What the exercise asks: The records below need to be printed in full. Keep each one exact.

□ □ □ □ □

//! Errors used throughout the racing-chess engine.
//!
//! Expected rejections (illegal move, unknown piece, wrong lifecycle state)
//! are reported as `bool`/`Option` results and never appear here. These enums
//! cover malformed input that callers may want to diagnose: placement
//! descriptors, square notation and settings files.

use thiserror::Error;

/// Reasons a placement descriptor is rejected.
#[derive(Debug, Clone, PartialEq, Eq, Error)]
pub enum LayoutError {
    #[error("placement descriptor is empty")]
    Empty,

    #[error("unrecognized character '{ch}' in rank {rank}")]
    UnknownCharacter { ch: char, rank: usize },

    #[error("rank {rank} runs past 8 columns")]
    RankOverflow { rank: usize },

    #[error("rank {rank} covers {columns} columns instead of 8")]
    RankUnderflow { rank: usize, columns: usize },

    #[error("descriptor has {0} ranks, at most 8 allowed")]
    TooManyRanks(usize),

    #[error("descriptor has {0} ranks, 8 required")]
    TooFewRanks(usize),

    /// Each side needs exactly one king.
    #[error("expected one king per side, found {white} white and {black} black")]
    KingCount { white: usize, black: usize },
}

/// Crate-wide error for input parsing and configuration loading.
#[derive(Debug, Error)]
pub enum RacingChessError {
    #[error(transparent)]
    Layout(#[from] LayoutError),

    #[error("invalid square notation: {0}")]
    InvalidSquare(String),

    #[error("invalid move notation: {0}")]
    InvalidMoveNotation(String),

    #[error("failed to read settings: {0}")]
    Io(#[from] std::io::Error),

    #[error("failed to parse settings: {0}")]
    Json(#[from] serde_json::Error),
}
//! Pawn movement: single push, double push from the home row, diagonal
//! capture. No en passant.

use crate::game_state::chess_rules::pawn_start_row;
use crate::game_state::chess_types::*;
use crate::game_state::piece_store::PieceStore;

pub fn is_legal_pawn_move(board: &PieceStore, pawn: &Piece, target: Position) -> bool {
    let forward = pawn.color.forward();
    let (d_row, d_col) = pawn.position.delta_to(target);

    if d_col == 0 && d_row == forward {
        return !board.is_occupied(target);
    }

    if d_col == 0 && d_row == 2 * forward {
        if pawn.has_moved || pawn.position.row != pawn_start_row(pawn.color) {
            return false;
        }
        let Some(intermediate) =
            Position::checked(i32::from(pawn.position.row) + forward, i32::from(pawn.position.col))
        else {
            return false;
        };
        return !board.is_occupied(intermediate) && !board.is_occupied(target);
    }

    if d_col.abs() == 1 && d_row == forward {
        return board
            .piece_at(target)
            .is_some_and(|occupant| occupant.color != pawn.color);
    }

    false
}
//! Knight jumps and the sliding pieces (bishop, rook, queen).

use crate::game_state::chess_types::*;
use crate::game_state::piece_store::PieceStore;
use crate::move_generation::move_validator::is_path_clear;

#[inline]
pub fn is_legal_knight_move(knight: &Piece, target: Position) -> bool {
    let (d_row, d_col) = knight.position.delta_to(target);
    matches!((d_row.abs(), d_col.abs()), (2, 1) | (1, 2))
}

pub fn is_legal_bishop_move(board: &PieceStore, piece: &Piece, target: Position) -> bool {
    let (d_row, d_col) = piece.position.delta_to(target);
    d_row.abs() == d_col.abs() && is_path_clear(board, piece.position, target)
}

pub fn is_legal_rook_move(board: &PieceStore, piece: &Piece, target: Position) -> bool {
    let (d_row, d_col) = piece.position.delta_to(target);
    (d_row == 0) != (d_col == 0) && is_path_clear(board, piece.position, target)
}

#[inline]
pub fn is_legal_queen_move(board: &PieceStore, piece: &Piece, target: Position) -> bool {
    is_legal_rook_move(board, piece, target) || is_legal_bishop_move(board, piece, target)
}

□ □ □ □ □

Your response:
//! Errors used throughout the racing-chess engine.
//!
//! Expected rejections (illegal move, unknown piece, wrong lifecycle state)
//! are reported as `bool`/`Option` results and never appear here. These enums
//! cover malformed input that callers may want to diagnose: placement
//! descriptors, square notation and settings files.

use thiserror::Error;

/// Reasons a placement descriptor is rejected.
#[derive(Debug, Clone, PartialEq, Eq, Error)]
pub enum LayoutError {
    #[error("placement descriptor is empty")]
    Empty,

    #[error("unrecognized character '{ch}' in rank {rank}")]
    UnknownCharacter { ch: char, rank: usize },

    #[error("rank {rank} runs past 8 columns")]
    RankOverflow { rank: usize },

    #[error("rank {rank} covers {columns} columns instead of 8")]
    RankUnderflow { rank: usize, columns: usize },

    #[error("descriptor has {0} ranks, at most 8 allowed")]
    TooManyRanks(usize),

    #[error("descriptor has {0} ranks, 8 required")]
    TooFewRanks(usize),

    /// Each side needs exactly one king.
    #[error("expected one king per side, found {white} white and {black} black")]
    KingCount { white: usize, black: usize },
}

/// Crate-wide error for input parsing and configuration loading.
#[derive(Debug, Error)]
pub enum RacingChessError {
    #[error(transparent)]
    Layout(#[from] LayoutError),

    #[error("invalid square notation: {0}")]
    InvalidSquare(String),

    #[error("invalid move notation: {0}")]
    InvalidMoveNotation(String),

    #[error("failed to read settings: {0}")]
    Io(#[from] std::io::Error),

    #[error("failed to parse settings: {0}")]
    Json(#[from] serde_json::Error),
}
//! Pawn movement: single push, double push from the home row, diagonal
//! capture. No en passant.

use crate::game_state::chess_rules::pawn_start_row;
use crate::game_state::chess_types::*;
use crate::game_state::piece_store::PieceStore;

pub fn is_legal_pawn_move(board: &PieceStore, pawn: &Piece, target: Position) -> bool {
    let forward = pawn.color.forward();
    let (d_row, d_col) = pawn.position.delta_to(target);

    if d_col == 0 && d_row == forward {
        return !board.is_occupied(target);
    }

    if d_col == 0 && d_row == 2 * forward {
        if pawn.has_moved || pawn.position.row != pawn_start_row(pawn.color) {
            return false;
        }
        let Some(intermediate) =
            Position::checked(i32::from(pawn.position.row) + forward, i32::from(pawn.position.col))
        else {
            return false;
        };
        return !board.is_occupied(intermediate) && !board.is_occupied(target);
    }

    if d_col.abs() == 1 && d_row == forward {
        return board
            .piece_at(target)
            .is_some_and(|occupant| occupant.color != pawn.color);
    }

    false
}
//! Knight jumps and the sliding pieces (bishop, rook, queen).

use crate::game_state::chess_types::*;
use crate::game_state::piece_store::PieceStore;
use crate::move_generation::move_validator::is_path_clear;

#[inline]
pub fn is_legal_knight_move(knight: &Piece, target: Position) -> bool {
    let (d_row, d_col) = knight.position.delta_to(target);
    matches!((d_row.abs(), d_col.abs()), (2, 1) | (1, 2))
}

pub fn is_legal_bishop_move(board: &PieceStore, piece: &Piece, target: Position) -> bool {
    let (d_row, d_col) = piece.position.delta_to(target);
    d_row.abs() == d_col.abs() && is_path_clear(board, piece.position, target)
}

pub fn is_legal_rook_move(board: &PieceStore, piece: &Piece, target: Position) -> bool {
    let (d_row, d_col) = piece.position.delta_to(target);
    (d_row == 0) != (d_col == 0) && is_path_clear(board, piece.position, target)
}

#[inline]
pub fn is_legal_queen_move(board: &PieceStore, piece: &Piece, target: Position) -> bool {
    is_legal_rook_move(board, piece, target) || is_legal_bishop_move(board, piece, target)
}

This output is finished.